> REQUIRED ACTION: Starting at the top of the entries, restate word for word each line up to and including the one with "pub enum Child".
—————
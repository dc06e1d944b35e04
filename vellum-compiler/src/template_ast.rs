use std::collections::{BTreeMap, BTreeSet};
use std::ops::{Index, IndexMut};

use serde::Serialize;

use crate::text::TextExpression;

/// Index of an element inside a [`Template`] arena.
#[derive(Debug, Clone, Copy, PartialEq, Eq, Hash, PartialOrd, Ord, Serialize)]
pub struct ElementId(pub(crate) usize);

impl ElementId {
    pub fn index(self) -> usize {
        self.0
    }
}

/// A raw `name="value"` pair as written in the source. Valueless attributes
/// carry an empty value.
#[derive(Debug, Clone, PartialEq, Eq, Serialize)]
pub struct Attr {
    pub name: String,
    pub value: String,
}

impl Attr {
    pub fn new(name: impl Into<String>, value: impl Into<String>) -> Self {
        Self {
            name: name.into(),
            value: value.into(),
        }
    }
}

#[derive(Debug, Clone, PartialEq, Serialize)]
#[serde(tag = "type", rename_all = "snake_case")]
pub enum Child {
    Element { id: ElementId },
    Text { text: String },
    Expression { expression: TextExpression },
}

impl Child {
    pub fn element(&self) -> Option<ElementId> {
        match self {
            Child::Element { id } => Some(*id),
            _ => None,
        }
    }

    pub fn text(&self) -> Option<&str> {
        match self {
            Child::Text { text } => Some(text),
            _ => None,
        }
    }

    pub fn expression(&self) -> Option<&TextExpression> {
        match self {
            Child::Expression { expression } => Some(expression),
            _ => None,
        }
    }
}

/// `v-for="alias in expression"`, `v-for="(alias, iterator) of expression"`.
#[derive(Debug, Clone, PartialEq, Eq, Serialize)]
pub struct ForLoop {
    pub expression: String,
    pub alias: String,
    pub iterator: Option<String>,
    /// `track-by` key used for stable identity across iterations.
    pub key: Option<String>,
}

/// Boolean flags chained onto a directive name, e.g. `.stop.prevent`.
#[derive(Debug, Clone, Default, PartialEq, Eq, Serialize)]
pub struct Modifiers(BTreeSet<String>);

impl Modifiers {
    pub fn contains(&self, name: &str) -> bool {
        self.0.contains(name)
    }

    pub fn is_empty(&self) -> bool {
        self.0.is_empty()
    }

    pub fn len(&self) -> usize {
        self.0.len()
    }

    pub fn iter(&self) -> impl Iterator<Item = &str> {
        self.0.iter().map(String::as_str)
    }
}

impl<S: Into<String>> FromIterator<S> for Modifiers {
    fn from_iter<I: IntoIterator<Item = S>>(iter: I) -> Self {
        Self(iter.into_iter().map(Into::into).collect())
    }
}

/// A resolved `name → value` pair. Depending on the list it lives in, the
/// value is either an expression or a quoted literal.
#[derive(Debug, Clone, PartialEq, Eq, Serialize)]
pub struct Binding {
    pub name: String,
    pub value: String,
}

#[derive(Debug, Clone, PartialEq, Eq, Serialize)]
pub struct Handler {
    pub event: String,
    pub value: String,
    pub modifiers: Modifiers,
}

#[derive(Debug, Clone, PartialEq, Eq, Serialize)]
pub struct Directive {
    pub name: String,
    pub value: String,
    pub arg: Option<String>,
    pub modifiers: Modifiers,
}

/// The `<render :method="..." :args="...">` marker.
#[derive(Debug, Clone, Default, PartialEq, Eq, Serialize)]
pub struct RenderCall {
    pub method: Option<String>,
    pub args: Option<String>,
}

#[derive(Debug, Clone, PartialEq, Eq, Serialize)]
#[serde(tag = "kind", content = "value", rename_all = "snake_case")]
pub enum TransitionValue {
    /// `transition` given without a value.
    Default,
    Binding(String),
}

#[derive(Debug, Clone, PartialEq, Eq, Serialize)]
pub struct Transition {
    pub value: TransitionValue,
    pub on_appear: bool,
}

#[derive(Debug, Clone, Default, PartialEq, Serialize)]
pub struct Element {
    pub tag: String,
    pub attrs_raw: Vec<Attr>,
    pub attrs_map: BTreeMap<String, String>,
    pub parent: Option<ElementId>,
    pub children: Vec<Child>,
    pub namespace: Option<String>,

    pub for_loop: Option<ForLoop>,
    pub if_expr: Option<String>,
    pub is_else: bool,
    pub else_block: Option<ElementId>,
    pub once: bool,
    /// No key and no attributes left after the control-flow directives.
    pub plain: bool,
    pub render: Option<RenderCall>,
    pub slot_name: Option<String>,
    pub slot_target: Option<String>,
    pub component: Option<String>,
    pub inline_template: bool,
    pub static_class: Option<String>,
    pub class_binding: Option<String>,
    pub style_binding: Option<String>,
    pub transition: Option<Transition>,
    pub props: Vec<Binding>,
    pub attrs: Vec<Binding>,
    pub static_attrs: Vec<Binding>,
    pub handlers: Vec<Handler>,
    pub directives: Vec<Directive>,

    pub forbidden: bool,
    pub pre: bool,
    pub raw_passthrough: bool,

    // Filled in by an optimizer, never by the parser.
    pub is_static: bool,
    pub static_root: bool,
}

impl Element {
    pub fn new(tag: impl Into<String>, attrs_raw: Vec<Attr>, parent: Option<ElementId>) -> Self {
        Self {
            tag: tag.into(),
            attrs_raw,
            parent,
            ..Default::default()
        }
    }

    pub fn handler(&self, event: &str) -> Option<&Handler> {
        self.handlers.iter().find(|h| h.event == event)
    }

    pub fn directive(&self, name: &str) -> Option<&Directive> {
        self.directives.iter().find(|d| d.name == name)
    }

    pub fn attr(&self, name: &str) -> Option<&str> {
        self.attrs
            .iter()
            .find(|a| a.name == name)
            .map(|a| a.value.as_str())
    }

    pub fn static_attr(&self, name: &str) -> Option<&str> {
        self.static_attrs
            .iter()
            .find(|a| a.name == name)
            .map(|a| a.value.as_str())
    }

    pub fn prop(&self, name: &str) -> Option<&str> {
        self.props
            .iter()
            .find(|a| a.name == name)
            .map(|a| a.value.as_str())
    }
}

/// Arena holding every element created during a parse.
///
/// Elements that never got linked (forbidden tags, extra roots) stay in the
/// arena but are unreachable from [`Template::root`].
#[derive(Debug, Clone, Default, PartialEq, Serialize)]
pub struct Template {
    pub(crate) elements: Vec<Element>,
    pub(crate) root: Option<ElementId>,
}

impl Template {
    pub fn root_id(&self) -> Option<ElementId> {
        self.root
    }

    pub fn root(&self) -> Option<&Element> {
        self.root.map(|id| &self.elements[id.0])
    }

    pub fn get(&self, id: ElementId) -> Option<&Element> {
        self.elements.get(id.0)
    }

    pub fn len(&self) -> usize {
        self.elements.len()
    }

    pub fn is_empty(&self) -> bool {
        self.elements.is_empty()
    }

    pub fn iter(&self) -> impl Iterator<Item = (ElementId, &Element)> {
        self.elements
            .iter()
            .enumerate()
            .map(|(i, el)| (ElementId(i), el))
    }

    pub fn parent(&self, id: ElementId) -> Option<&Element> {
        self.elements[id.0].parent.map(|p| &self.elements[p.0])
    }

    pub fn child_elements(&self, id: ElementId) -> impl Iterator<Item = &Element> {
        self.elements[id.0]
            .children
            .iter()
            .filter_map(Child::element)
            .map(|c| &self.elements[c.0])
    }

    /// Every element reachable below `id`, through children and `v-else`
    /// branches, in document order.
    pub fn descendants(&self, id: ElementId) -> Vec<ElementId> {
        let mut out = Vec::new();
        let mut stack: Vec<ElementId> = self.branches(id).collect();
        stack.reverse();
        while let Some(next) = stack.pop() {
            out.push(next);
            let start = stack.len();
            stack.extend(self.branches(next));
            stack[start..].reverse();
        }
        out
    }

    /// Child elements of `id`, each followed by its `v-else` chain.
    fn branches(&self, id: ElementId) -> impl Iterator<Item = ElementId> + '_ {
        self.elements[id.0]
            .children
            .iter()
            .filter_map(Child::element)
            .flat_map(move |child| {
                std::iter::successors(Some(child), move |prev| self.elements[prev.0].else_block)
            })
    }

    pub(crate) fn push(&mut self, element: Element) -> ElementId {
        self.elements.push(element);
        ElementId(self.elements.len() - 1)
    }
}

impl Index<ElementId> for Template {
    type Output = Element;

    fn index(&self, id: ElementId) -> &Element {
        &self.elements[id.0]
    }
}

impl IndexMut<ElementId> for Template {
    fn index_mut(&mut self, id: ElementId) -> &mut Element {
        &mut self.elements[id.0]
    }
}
—————
> OUTPUT OF THE EXERCISE:
repository dc06e1d944b35e04
filename vellum-compiler/src/template_ast.rs
use std::collections::{BTreeMap, BTreeSet};
use std::ops::{Index, IndexMut};

use serde::Serialize;

use crate::text::TextExpression;

/// Index of an element inside a [`Template`] arena.
#[derive(Debug, Clone, Copy, PartialEq, Eq, Hash, PartialOrd, Ord, Serialize)]
pub struct ElementId(pub(crate) usize);

impl ElementId {
    pub fn index(self) -> usize {
        self.0
    }
}

/// A raw `name="value"` pair as written in the source. Valueless attributes
/// carry an empty value.
#[derive(Debug, Clone, PartialEq, Eq, Serialize)]
pub struct Attr {
    pub name: String,
    pub value: String,
}

impl Attr {
    pub fn new(name: impl Into<String>, value: impl Into<String>) -> Self {
        Self {
            name: name.into(),
            value: value.into(),
        }
    }
}

#[derive(Debug, Clone, PartialEq, Serialize)]
#[serde(tag = "type", rename_all = "snake_case")]
pub enum Child {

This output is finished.